Mortgage-Backed Securities (MBS): This is what Michael Burry looked into. It is a bond or other type of investment made from only mortgages. I think it was that first scene with Michael where he asked the new employee to look up the top 20 Mortgage Bonds, and all of the mortgages inside each one. An MBS is very similar to a CDO.
Collateralized Debt Obligation (CDO): Is like a bond that includes, mortgages, loans and other bonds. Which is kind of what became the problem, not to jump ahead, but inside an MBS and CDO you have Tranches, different levels of quality. Think of this, a bank has 100 mortgages, they decide to put those 100 mortgages together and sell them as a bond. Inside that bond you have different levels of risk. The Bank looks and they say this 25% they will pay their mortgage, no doubt. They will get a AAA rating. These 25% they probably will pay their mortgage, so they receive a AA rating. Then these 25% it is going to be difficult for them to pay their mortgage so they receive a BBB rating. The final 25% not going to pay, we really don’t think they will pay, so they receive a BB rating. So the higher the rating, less risk, less interest. The problem is nobody wanted to buy the risky BBB and BB tranches, so they started hiding them inside AAA and AA rated CDO’s. The AAA CDO’s went from 90% AAA tranches to 90% BB Tranches.

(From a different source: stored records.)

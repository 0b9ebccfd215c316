//! Outcome of one handler invocation.
//!
//! Handlers do not touch queues. They describe the follow-up work and the
//! pipeline routes each follow-up to the queue owning its stage.

use super::Task;

#[derive(Debug, Clone, Copy, PartialEq, Eq, Hash)]
pub enum OutcomeKind {
    /// The task did its work.
    Completed,
    /// Nothing to do, e.g. the entity is locked as recently processed.
    Skipped,
}

#[derive(Debug, Clone, PartialEq, Eq)]
pub struct Outcome {
    pub kind: OutcomeKind,
    pub follow_ups: Vec<Task>,
    pub reason: Option<String>,
}

impl Outcome {
    pub fn completed() -> Self {
        Self {
            kind: OutcomeKind::Completed,
            follow_ups: Vec::new(),
            reason: None,
        }
    }

    pub fn skipped(reason: impl Into<String>) -> Self {
        Self {
            kind: OutcomeKind::Skipped,
            follow_ups: Vec::new(),
            reason: Some(reason.into()),
        }
    }

    pub fn with_follow_up(mut self, task: Task) -> Self {
        self.follow_ups.push(task);
        self
    }

    pub fn with_follow_ups(mut self, tasks: impl IntoIterator<Item = Task>) -> Self {
        self.follow_ups.extend(tasks);
        self
    }

    pub fn is_skipped(&self) -> bool {
        self.kind == OutcomeKind::Skipped
    }
}
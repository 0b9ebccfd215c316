use std::collections::HashSet;

use chrono::{DateTime, Utc};
use serde::{Deserialize, Serialize};

/// A star edge seen from the repository side.
#[derive(Debug, Clone, PartialEq, Eq, Hash, Serialize, Deserialize)]
#[serde(rename_all = "camelCase")]
pub struct Stargazer {
    pub user: String,
    pub starred_at: DateTime<Utc>,
}

impl Stargazer {
    pub fn new(user: impl Into<String>, starred_at: DateTime<Utc>) -> Self {
        Self {
            user: user.into(),
            starred_at,
        }
    }
}

/// Resolved repository metadata.
#[derive(Debug, Clone, Default, PartialEq, Eq, Serialize, Deserialize)]
pub struct Repository {
    /// `owner/repo`
    pub name: String,
    /// Topic labels.
    #[serde(default)]
    pub labels: Vec<String>,
    #[serde(default)]
    pub languages: Vec<String>,
    #[serde(default)]
    pub stargazers: Vec<Stargazer>,
}

impl Repository {
    pub fn new(name: impl Into<String>) -> Self {
        Self {
            name: name.into(),
            ..Self::default()
        }
    }

    /// Splits `owner/repo`; `None` when the name is not of that shape.
    pub fn owner_and_name(&self) -> Option<(&str, &str)> {
        split_full_name(&self.name)
    }

    /// Union of labels and languages, in first-seen order.
    pub fn merge_labels(&mut self, other: &Repository) {
        union_into(&mut self.labels, &other.labels);
        union_into(&mut self.languages, &other.languages);
    }
}

/// Splits an `owner/repo` full name.
pub fn split_full_name(full_name: &str) -> Option<(&str, &str)> {
    let (owner, repo) = full_name.split_once('/')?;
    if owner.is_empty() || repo.is_empty() || repo.contains('/') {
        return None;
    }
    Some((owner, repo))
}

fn union_into(target: &mut Vec<String>, extra: &[String]) {
    let mut known: HashSet<String> = target.iter().cloned().collect();
    for value in extra {
        if !value.is_empty() && known.insert(value.clone()) {
            target.push(value.clone());
        }
    }
}
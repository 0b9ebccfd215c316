//! In-process LockCache with TTL expiry driven by a [`Clock`].

use std::collections::HashMap;
use std::sync::Mutex;
use std::time::Duration;

use async_trait::async_trait;
use chrono::{DateTime, TimeDelta, Utc};

use crate::ports::{Clock, LockCache, LockError, LockKey, LockOutcome};

pub struct MemoryLockCache<C> {
    clock: C,
    /// key -> expiry
    entries: Mutex<HashMap<LockKey, DateTime<Utc>>>,
}

impl<C: Clock> MemoryLockCache<C> {
    pub fn new(clock: C) -> Self {
        Self {
            clock,
            entries: Mutex::new(HashMap::new()),
        }
    }

    /// Drops expired entries. Returns how many were removed.
    pub fn purge_expired(&self) -> Result<usize, LockError> {
        let now = self.clock.now();
        let mut entries = self.lock_entries()?;
        let before = entries.len();
        entries.retain(|_, expires_at| *expires_at > now);
        Ok(before - entries.len())
    }

    fn lock_entries(
        &self,
    ) -> Result<std::sync::MutexGuard<'_, HashMap<LockKey, DateTime<Utc>>>, LockError> {
        self.entries
            .lock()
            .map_err(|_| LockError::Unavailable("lock table poisoned".to_string()))
    }
}

#[async_trait]
impl<C: Clock> LockCache for MemoryLockCache<C> {
    async fn try_lock(&self, key: &LockKey, ttl: Duration) -> Result<LockOutcome, LockError> {
        let ttl = TimeDelta::from_std(ttl)
            .map_err(|e| LockError::Unavailable(format!("ttl out of range: {e}")))?;
        let now = self.clock.now();

        // check-and-set under one guard
        let mut entries = self.lock_entries()?;
        match entries.get(key) {
            Some(expires_at) if *expires_at > now => Ok(LockOutcome::AlreadyLocked),
            _ => {
                entries.insert(key.clone(), now + ttl);
                Ok(LockOutcome::Acquired)
            }
        }
    }
}
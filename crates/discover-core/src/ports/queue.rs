//! TaskQueue port - a named FIFO of tasks, one per stage.

use std::io;

use async_trait::async_trait;
use thiserror::Error;

use crate::domain::Task;

#[derive(Debug, Error)]
pub enum QueueError {
    #[error("queue {queue}: io: {source}")]
    Io {
        queue: String,
        #[source]
        source: io::Error,
    },

    #[error("queue {queue}: corrupt state: {message}")]
    Corrupt { queue: String, message: String },

    #[error("queue {queue}: encode: {source}")]
    Encode {
        queue: String,
        #[source]
        source: serde_json::Error,
    },

    #[error("queue {queue}: background operation failed: {message}")]
    Background { queue: String, message: String },
}

/// A named FIFO.
///
/// - `push` never blocks on capacity.
/// - `pop` never waits: an empty queue yields `Ok(None)`.
/// - An `Err` means the backing storage is unusable; callers treat it as
///   fatal for the task type the queue owns.
#[async_trait]
pub trait TaskQueue: Send + Sync {
    fn name(&self) -> &str;

    async fn push(&self, task: &Task) -> Result<(), QueueError>;

    async fn pop(&self) -> Result<Option<Task>, QueueError>;

    /// Number of tasks waiting.
    async fn len(&self) -> Result<usize, QueueError>;

    async fn is_empty(&self) -> Result<bool, QueueError> {
        Ok(self.len().await? == 0)
    }
}
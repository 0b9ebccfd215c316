use std::sync::Arc;
use std::time::Duration;

use chrono::{DateTime, TimeDelta, TimeZone, Utc};
use discover_core::app::{CrawlDeps, CrawlOrchestrator, QueueSet, ShutdownHandle};
use discover_core::config::CrawlerConfig;
use discover_core::domain::{Repository, Stage, Stargazer, StarredRepository, Task};
use discover_core::impls::{
    MemoryAccountStore, MemoryGraphStore, MemoryLockCache, ProviderCall, StaticProvider,
};
use discover_core::ports::{AccountStore, GraphStore, ManualClock, TaskQueue, UlidGenerator};

fn t0() -> DateTime<Utc> {
    Utc.with_ymd_and_hms(2024, 5, 1, 0, 0, 0).unwrap()
}

fn repository(name: &str, stargazers: &[&str]) -> Repository {
    let mut repo = Repository::new(name);
    repo.labels = vec!["cli".to_string()];
    repo.languages = vec!["Rust".to_string()];
    repo.stargazers = stargazers
        .iter()
        .map(|user| Stargazer::new(*user, t0()))
        .collect();
    repo
}

fn provider() -> StaticProvider {
    StaticProvider::new()
        .with_followees("alice", &["bob", "carol"])
        .with_stars("alice", vec![StarredRepository::new("a/a", t0())])
        .with_stars(
            "bob",
            vec![
                StarredRepository::new("x/y", t0()),
                StarredRepository::new("a/a", t0() - TimeDelta::days(1)),
            ],
        )
        .with_stars("carol", vec![StarredRepository::new("x/y", t0())])
        .with_repository(repository("x/y", &["bob", "carol"]))
        .with_repository(repository("a/a", &["alice", "bob"]))
}

struct Harness {
    provider: Arc<StaticProvider>,
    graph: Arc<MemoryGraphStore>,
    accounts: Arc<MemoryAccountStore>,
    queues: QueueSet,
    orchestrator: CrawlOrchestrator,
}

fn harness(config: CrawlerConfig) -> Harness {
    let clock = Arc::new(ManualClock::new(t0()));
    let provider = Arc::new(provider());
    let graph = Arc::new(MemoryGraphStore::new());
    let accounts = Arc::new(MemoryAccountStore::new());
    let queues = QueueSet::in_memory(&Stage::CRAWL);
    let orchestrator = CrawlOrchestrator::new(
        &config,
        CrawlDeps {
            provider: provider.clone(),
            graph: graph.clone(),
            accounts: accounts.clone(),
            lock_cache: Arc::new(MemoryLockCache::new(clock.clone())),
            queues: queues.clone(),
            ids: Arc::new(UlidGenerator::new(clock)),
        },
    )
    .unwrap();
    Harness {
        provider,
        graph,
        accounts,
        queues,
        orchestrator,
    }
}

async fn pending(queues: &QueueSet, stage: Stage) -> Vec<Task> {
    let queue = queues.get(stage).unwrap();
    let mut tasks = Vec::new();
    while let Some(task) = queue.pop().await.unwrap() {
        tasks.push(task);
    }
    tasks
}

#[tokio::test]
async fn onboarding_enqueues_the_user_and_its_followees() {
    let h = harness(CrawlerConfig::default());

    h.orchestrator
        .pipeline()
        .dispatch(&Task::onboarding("alice"))
        .await
        .unwrap();

    assert_eq!(
        pending(&h.queues, Stage::Followee).await,
        vec![
            Task::followee("alice"),
            Task::followee("bob"),
            Task::followee("carol")
        ]
    );
    let alice = h.graph.get_user("alice").await.unwrap().unwrap();
    assert_eq!(alice.followees, vec!["bob", "carol"]);
}

#[tokio::test]
async fn repeated_followee_within_ttl_emits_nothing() {
    let h = harness(CrawlerConfig::default());
    let pipeline = h.orchestrator.pipeline();

    let first = pipeline.dispatch(&Task::followee("carol")).await.unwrap();
    assert_eq!(first.follow_ups, vec![Task::repository("x/y")]);
    assert_eq!(
        pending(&h.queues, Stage::Repository).await,
        vec![Task::repository("x/y")]
    );

    let second = pipeline.dispatch(&Task::followee("carol")).await.unwrap();
    assert!(second.is_skipped());
    assert!(pending(&h.queues, Stage::Repository).await.is_empty());

    let star_calls = h
        .provider
        .calls()
        .into_iter()
        .filter(|call| matches!(call, ProviderCall::Stars { .. }))
        .count();
    assert_eq!(star_calls, 1);
}

#[tokio::test(start_paused = true)]
async fn running_crawl_converges_on_the_reachable_graph() {
    let h = harness(CrawlerConfig::default());
    h.orchestrator.register("alice").await.unwrap();

    let shutdown = ShutdownHandle::new();
    let run = tokio::spawn(h.orchestrator.run(shutdown.subscribe()));
    tokio::time::sleep(Duration::from_secs(30)).await;
    shutdown.request_shutdown();
    let stats = run.await.unwrap();

    for user in ["alice", "bob", "carol"] {
        assert!(h.graph.get_user(user).await.unwrap().is_some(), "{user}");
    }
    let xy = h.graph.get_repository("x/y").await.unwrap().unwrap();
    assert_eq!(xy.languages, vec!["Rust"]);
    assert_eq!(xy.stargazers.len(), 2);
    assert!(h.graph.get_repository("a/a").await.unwrap().is_some());

    // each repository is resolved once even though several users star it
    let repo_calls = h
        .provider
        .calls()
        .into_iter()
        .filter(|call| matches!(call, ProviderCall::Repository(_)))
        .count();
    assert_eq!(repo_calls, 2);

    assert_eq!(stats.failed, 0);
    assert!(stats.skipped > 0);
    assert_eq!(h.accounts.get_all_accounts().await.unwrap().len(), 1);
}

#[tokio::test(start_paused = true)]
async fn provider_failure_drops_the_task_and_the_crawl_goes_on() {
    let clock = Arc::new(ManualClock::new(t0()));
    let provider = Arc::new(provider().failing_for("bob"));
    let graph = Arc::new(MemoryGraphStore::new());
    let queues = QueueSet::in_memory(&Stage::CRAWL);
    let orchestrator = CrawlOrchestrator::new(
        &CrawlerConfig::default(),
        CrawlDeps {
            provider,
            graph: graph.clone(),
            accounts: Arc::new(MemoryAccountStore::new()),
            lock_cache: Arc::new(MemoryLockCache::new(clock.clone())),
            queues,
            ids: Arc::new(UlidGenerator::new(clock)),
        },
    )
    .unwrap();
    orchestrator.register("alice").await.unwrap();

    let shutdown = ShutdownHandle::new();
    let run = tokio::spawn(orchestrator.run(shutdown.subscribe()));
    tokio::time::sleep(Duration::from_secs(30)).await;
    shutdown.request_shutdown();
    let stats = run.await.unwrap();

    assert!(stats.failed >= 1);
    assert!(graph.get_user("carol").await.unwrap().is_some());
    assert!(graph.get_repository("x/y").await.unwrap().is_some());
}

Credit Default Swap (CDS): Usually a bank, like Hiroshima Ginko, they make mortgages. After they have enough mortgages they sell them to an investment bank like Mizuho, or Sumitomo Mitsui. The investment bank then pools the bonds together to make a bond, and they sell that to investors. When people pay their mortgage that money is payed to the bond buyer. After looking at those top 20 mortgage bonds he found people aren’t paying their mortgage. So he went to different investment banks, and said people aren’t going to pay their mortgage, they will default and these bonds are no good. So he asked them to create a Credit Default Swap, which meant he will pay the bank interest on the Bond, but when the bond fails, because no one is paying their mortgage, the bank has to pay him the full amount of the Bond.
Investment Fund: This is a pooling or grouping of peoples money together to invest. A mutual fund, a hedge fund, or an Exchange-traded fund (ETF).
Hedge Fund: The best way I can explain a Hedge Fund is, it is a special Mutual Fund. It is on a much larger scale, it is more expensive to enter than a mutual fund. Generally the Fund itself is made into a company.